Chia seed parfaits or overnight oats – These are a great option to make ahead for an easy breakfast on the road. You can find premade parfaits at Whole Foods. Chia seeds are a great source of fiber, omega-3s, vitamin B3, and magnesium, and using nut milk offers healthy fats and vitamin E. 

Stuffed dates – Try this recipe with nut butter and a few chocolate chips. It’s a great sweet treat that offers the brain health benefits of fiber, protein, magnesium, vitamin E, and polyphenols. 

Banana chips – These are a convenient snack to bring on the road and can be bought at most grocery stores. Banana chips contain fiber, potassium, and vitamin B6. 

Although it can be difficult to eat well on the road, a little planning can go a long way. From breakfast to late-night desserts, these snacks have got you covered for brain-healthy eating while traveling! 


  1. Morris, M. C., Tangney, C. C., Wang, Y., Sacks, F. M., Bennett, D. A., and Aggarwal, N. T., MIND diet associated with reduced incidence of Alzheimer’s disease. Alzheimer’s Dement., 2015, 11, 1007–1014.

  2. Holland, T. M., Agarwal, P., Wang, Y., et al., Dietary flavonols and risk of Alzheimer dementia. Neurology, 2020, 94, e1749–e1756.

  3. Krikorian, R., Shidler, M. D., Nash, T. A., et al., Blueberry Supplementation Improves Memory in Older Adults. J. Agric. Food Chem., 2010, 58, 3996–4000.

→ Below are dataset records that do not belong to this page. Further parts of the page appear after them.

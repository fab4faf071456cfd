//! `mapturner turn <config> <output>` – run the layer pipeline.

use anyhow::{Context, Result};
use mapturner_core::config;
use mapturner_core::{FailurePolicy, Pipeline, RunContext, RunReport};
use std::path::{Path, PathBuf};

#[derive(Debug, Clone)]
pub struct TurnOptions {
    pub config: PathBuf,
    pub output_path: PathBuf,
    pub data_dir: Option<PathBuf>,
    pub fail_fast: bool,
}

impl TurnOptions {
    fn policy(&self) -> FailurePolicy {
        if self.fail_fast {
            FailurePolicy::Abort
        } else {
            FailurePolicy::Continue
        }
    }
}

/// Data directory precedence: `--data-dir`, then the config's `data_dir`,
/// then `~/.cache/mapturner`.
pub(crate) fn choose_data_dir(cli: Option<&Path>, from_config: Option<&Path>) -> Result<PathBuf> {
    match cli.or(from_config) {
        Some(dir) => Ok(dir.to_path_buf()),
        None => config::default_data_dir().context("cannot locate cache directory"),
    }
}

pub fn run_turn(opts: &TurnOptions) -> Result<()> {
    let cfg = config::load(&opts.config)?;
    let data_dir = choose_data_dir(opts.data_dir.as_deref(), cfg.data_dir.as_deref())?;
    tracing::debug!("data dir {}", data_dir.display());

    let ctx = RunContext::new(cfg, data_dir, &opts.output_path).with_policy(opts.policy());
    let pipeline = Pipeline::new(ctx);
    tracing::info!("building {}", pipeline.context().output_path().display());
    let report = pipeline.run()?;

    for line in summary_lines(&report) {
        println!("{}", line);
    }
    for failure in report.failures() {
        eprintln!("  {}", failure);
    }
    ensure_clean(&report)
}

/// One line per layer (name, status, per-layer output), then the output path.
pub(crate) fn summary_lines(report: &RunReport) -> Vec<String> {
    let mut lines: Vec<String> = report
        .layers
        .iter()
        .map(|layer| {
            let status = if layer.failures.is_empty() { "ok" } else { "FAILED" };
            format!("{:<24} {:<6} {}", layer.name, status, layer.output.display())
        })
        .collect();
    lines.push(format!("Wrote {}", report.output.display()));
    lines
}

/// A run that finished with utility failures still exits non-zero.
pub(crate) fn ensure_clean(report: &RunReport) -> Result<()> {
    let failures = report.failures().count();
    if failures > 0 {
        anyhow::bail!(
            "{} external utility failure(s); {} may be incomplete",
            failures,
            report.output.display()
        );
    }
    Ok(())
}
//! Error types for the layer pipeline.
//!
//! Everything here is fatal for a run. A non-zero exit from an external
//! utility is not an `Error`; it is recorded as a [`ToolFailure`](crate::tools::ToolFailure)
//! and only becomes `Error::ToolFailed` under `FailurePolicy::Abort`.

use std::path::PathBuf;

use crate::config::ConfigError;
use crate::tools::ToolFailure;

pub type Result<T, E = Error> = std::result::Result<T, E>;

#[derive(Debug, thiserror::Error)]
pub enum Error {
    #[error(transparent)]
    Config(#[from] ConfigError),

    /// Local source path does not exist.
    #[error("{} does not exist", path.display())]
    MissingSource { path: PathBuf },

    /// Remote URL has no final path segment to name the cache file after.
    #[error("cannot derive a cache filename from {url}")]
    UnnamedSource { url: String },

    /// The layer's intermediate output would overwrite its own source file.
    #[error("layer `{layer}` would overwrite its source {}; rename the layer", path.display())]
    OutputIsSource { layer: String, path: PathBuf },

    #[error("download of {url} failed")]
    Download {
        url: String,
        #[source]
        source: anyhow::Error,
    },

    #[error("cannot extract {}", archive.display())]
    Extract {
        archive: PathBuf,
        #[source]
        source: zip::result::ZipError,
    },

    #[error("{}: {source}", path.display())]
    Io {
        path: PathBuf,
        #[source]
        source: std::io::Error,
    },

    /// The utility could not be started at all (not installed, not executable).
    #[error("cannot launch {tool}")]
    ToolLaunch {
        tool: String,
        #[source]
        source: std::io::Error,
    },

    #[error("{0}")]
    ToolFailed(ToolFailure),
}

impl Error {
    pub(crate) fn io(path: impl Into<PathBuf>, source: std::io::Error) -> Self {
        Error::Io {
            path: path.into(),
            source,
        }
    }
}
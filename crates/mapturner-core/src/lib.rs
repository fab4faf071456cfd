pub mod config;
pub mod context;
pub mod convert;
pub mod error;
pub mod logging;
pub mod merge;
pub mod pipeline;
pub mod source;
pub mod tools;

pub use config::{ConfigError, LayerKind, LayerSpec, MapConfig};
pub use context::{FailurePolicy, RunContext};
pub use error::{Error, Result};
pub use pipeline::{Pipeline, RunReport};
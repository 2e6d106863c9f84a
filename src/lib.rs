//! Memo Cache - An in-memory memoization engine
//!
//! Caches the results of expensive computations with TTL expiration and
//! LRU, FIFO or TTL-aware eviction.

pub mod cache;
pub mod clock;
pub mod config;
pub mod error;
pub mod tasks;

pub use cache::{
    CacheConfig, CacheEngine, CacheKey, CacheStats, ConfigUpdate, EvictionPolicy, ExecuteOptions,
    Ttl,
};
pub use clock::{Clock, ManualClock, SystemClock};
pub use config::Config;
pub use error::{CacheError, Result};
pub use tasks::MaintenanceReport;
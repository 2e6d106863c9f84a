//! Cache Key Module
//!
//! Derives a deterministic identifier for one unit of work from a stable
//! function name and a structural serialization of its arguments.

use std::fmt;
use std::sync::Arc;

use serde::ser::{self, Serialize, Serializer};

use crate::cache::MAX_FUNCTION_NAME_LENGTH;
use crate::error::{CacheError, Result};

// == Cache Key ==
/// Identifies one cached computation: a function name plus its arguments.
///
/// Arguments are serialized through `serde_json::Value`, whose objects keep
/// their keys sorted, so two maps with the same contents produce the same key
/// regardless of insertion order.
#[derive(Debug, Clone, PartialEq, Eq, Hash, PartialOrd, Ord)]
pub struct CacheKey {
    function: Arc<str>,
    args: Arc<str>,
}

impl CacheKey {
    // == Derive ==
    /// Builds a key for `function` called with `args`.
    ///
    /// # Errors
    /// - `InvalidKey` if the function name is empty or longer than
    ///   `MAX_FUNCTION_NAME_LENGTH` bytes
    /// - `InvalidKey` if the arguments contain a NaN or infinite float, which
    ///   JSON cannot tell apart from `null`
    /// - `InvalidKey` if the arguments cannot be serialized (for example a map
    ///   with non-string keys)
    pub fn derive<A>(function: &str, args: &A) -> Result<Self>
    where
        A: Serialize + ?Sized,
    {
        if function.is_empty() {
            return Err(CacheError::InvalidKey(
                "function name must not be empty".to_string(),
            ));
        }

        if function.len() > MAX_FUNCTION_NAME_LENGTH {
            return Err(CacheError::InvalidKey(format!(
                "function name exceeds maximum length of {} bytes",
                MAX_FUNCTION_NAME_LENGTH
            )));
        }

        args.serialize(FiniteFloats).map_err(|e| {
            CacheError::InvalidKey(format!(
                "arguments for '{}' cannot form a key: {}",
                function, e
            ))
        })?;

        let value = serde_json::to_value(args).map_err(|e| {
            CacheError::InvalidKey(format!(
                "arguments for '{}' are not serializable: {}",
                function, e
            ))
        })?;

        Ok(Self {
            function: Arc::from(function),
            args: Arc::from(value.to_string()),
        })
    }

    /// The function name this key was derived from.
    pub fn function(&self) -> &str {
        &self.function
    }

    /// The canonical serialized arguments.
    pub fn args(&self) -> &str {
        &self.args
    }
}

impl fmt::Display for CacheKey {
    fn fmt(&self, f: &mut fmt::Formatter<'_>) -> fmt::Result {
        write!(f, "{}({})", self.function, self.args)
    }
}

// == Finite Float Check ==
/// Walks a value and fails on the first non-finite float. Everything else is
/// accepted and discarded.
#[derive(Clone, Copy)]
struct FiniteFloats;

#[derive(Debug, thiserror::Error)]
#[error("{0}")]
struct NonFinite(String);

impl ser::Error for NonFinite {
    fn custom<T: fmt::Display>(msg: T) -> Self {
        NonFinite(msg.to_string())
    }
}

type Check = std::result::Result<(), NonFinite>;

fn check_float(value: f64) -> Check {
    if value.is_finite() {
        Ok(())
    } else {
        Err(NonFinite(format!("non-finite float {}", value)))
    }
}

impl Serializer for FiniteFloats {
    type Ok = ();
    type Error = NonFinite;
    type SerializeSeq = Self;
    type SerializeTuple = Self;
    type SerializeTupleStruct = Self;
    type SerializeTupleVariant = Self;
    type SerializeMap = Self;
    type SerializeStruct = Self;
    type SerializeStructVariant = Self;

    fn serialize_bool(self, _: bool) -> Check {
        Ok(())
    }

    fn serialize_i8(self, _: i8) -> Check {
        Ok(())
    }

    fn serialize_i16(self, _: i16) -> Check {
        Ok(())
    }

    fn serialize_i32(self, _: i32) -> Check {
        Ok(())
    }

    fn serialize_i64(self, _: i64) -> Check {
        Ok(())
    }

    fn serialize_i128(self, _: i128) -> Check {
        Ok(())
    }

    fn serialize_u8(self, _: u8) -> Check {
        Ok(())
    }

    fn serialize_u16(self, _: u16) -> Check {
        Ok(())
    }

    fn serialize_u32(self, _: u32) -> Check {
        Ok(())
    }

    fn serialize_u64(self, _: u64) -> Check {
        Ok(())
    }

    fn serialize_u128(self, _: u128) -> Check {
        Ok(())
    }

    fn serialize_f32(self, value: f32) -> Check {
        check_float(f64::from(value))
    }

    fn serialize_f64(self, value: f64) -> Check {
        check_float(value)
    }

    fn serialize_char(self, _: char) -> Check {
        Ok(())
    }

    fn serialize_str(self, _: &str) -> Check {
        Ok(())
    }

    fn serialize_bytes(self, _: &[u8]) -> Check {
        Ok(())
    }

    fn serialize_none(self) -> Check {
        Ok(())
    }

    fn serialize_some<T: ?Sized + Serialize>(self, value: &T) -> Check {
        value.serialize(self)
    }

    fn serialize_unit(self) -> Check {
        Ok(())
    }

    fn serialize_unit_struct(self, _: &'static str) -> Check {
        Ok(())
    }

    fn serialize_unit_variant(self, _: &'static str, _: u32, _: &'static str) -> Check {
        Ok(())
    }

    fn serialize_newtype_struct<T: ?Sized + Serialize>(
        self,
        _: &'static str,
        value: &T,
    ) -> Check {
        value.serialize(self)
    }

    fn serialize_newtype_variant<T: ?Sized + Serialize>(
        self,
        _: &'static str,
        _: u32,
        _: &'static str,
        value: &T,
    ) -> Check {
        value.serialize(self)
    }

    fn serialize_seq(self, _: Option<usize>) -> std::result::Result<Self, NonFinite> {
        Ok(self)
    }

    fn serialize_tuple(self, _: usize) -> std::result::Result<Self, NonFinite> {
        Ok(self)
    }

    fn serialize_tuple_struct(
        self,
        _: &'static str,
        _: usize,
    ) -> std::result::Result<Self, NonFinite> {
        Ok(self)
    }

    fn serialize_tuple_variant(
        self,
        _: &'static str,
        _: u32,
        _: &'static str,
        _: usize,
    ) -> std::result::Result<Self, NonFinite> {
        Ok(self)
    }

    fn serialize_map(self, _: Option<usize>) -> std::result::Result<Self, NonFinite> {
        Ok(self)
    }

    fn serialize_struct(
        self,
        _: &'static str,
        _: usize,
    ) -> std::result::Result<Self, NonFinite> {
        Ok(self)
    }

    fn serialize_struct_variant(
        self,
        _: &'static str,
        _: u32,
        _: &'static str,
        _: usize,
    ) -> std::result::Result<Self, NonFinite> {
        Ok(self)
    }
}

impl ser::SerializeSeq for FiniteFloats {
    type Ok = ();
    type Error = NonFinite;

    fn serialize_element<T: ?Sized + Serialize>(&mut self, value: &T) -> Check {
        value.serialize(*self)
    }

    fn end(self) -> Check {
        Ok(())
    }
}

impl ser::SerializeTuple for FiniteFloats {
    type Ok = ();
    type Error = NonFinite;

    fn serialize_element<T: ?Sized + Serialize>(&mut self, value: &T) -> Check {
        value.serialize(*self)
    }

    fn end(self) -> Check {
        Ok(())
    }
}

impl ser::SerializeTupleStruct for FiniteFloats {
    type Ok = ();
    type Error = NonFinite;

    fn serialize_field<T: ?Sized + Serialize>(&mut self, value: &T) -> Check {
        value.serialize(*self)
    }

    fn end(self) -> Check {
        Ok(())
    }
}

impl ser::SerializeTupleVariant for FiniteFloats {
    type Ok = ();
    type Error = NonFinite;

    fn serialize_field<T: ?Sized + Serialize>(&mut self, value: &T) -> Check {
        value.serialize(*self)
    }

    fn end(self) -> Check {
        Ok(())
    }
}

impl ser::SerializeMap for FiniteFloats {
    type Ok = ();
    type Error = NonFinite;

    fn serialize_key<T: ?Sized + Serialize>(&mut self, key: &T) -> Check {
        key.serialize(*self)
    }

    fn serialize_value<T: ?Sized + Serialize>(&mut self, value: &T) -> Check {
        value.serialize(*self)
    }

    fn end(self) -> Check {
        Ok(())
    }
}

impl ser::SerializeStruct for FiniteFloats {
    type Ok = ();
    type Error = NonFinite;

    fn serialize_field<T: ?Sized + Serialize>(&mut self, _: &'static str, value: &T) -> Check {
        value.serialize(*self)
    }

    fn end(self) -> Check {
        Ok(())
    }
}

impl ser::SerializeStructVariant for FiniteFloats {
    type Ok = ();
    type Error = NonFinite;

    fn serialize_field<T: ?Sized + Serialize>(&mut self, _: &'static str, value: &T) -> Check {
        value.serialize(*self)
    }

    fn end(self) -> Check {
        Ok(())
    }
}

  4. Cimini, A., Gentile, R., D’Angelo, B., et al., Cocoa powder triggers neuroprotective and preventive effects in a human Alzheimer’s disease model by modulating BDNF signaling pathway. J. Cell. Biochem., 2013, 114, 2209–2220.

  5. Morris, M. C., Tangney, C. C., Wang, Y., Sacks, F. M., Bennett, D. A., and Aggarwal, N. T., MIND diet associated with reduced incidence of Alzheimer’s disease. Alzheimer’s Dement., 2015, 11, 1007–1014.

  6. Subash, S., Essa, M. M., Braidy, N., et al., Diet rich in date palm fruits improves memory, learning and reduces beta amyloid in transgenic mouse model of Alzheimer’s disease. J. Ayurveda Integr. Med., 2015, 6, 111–120.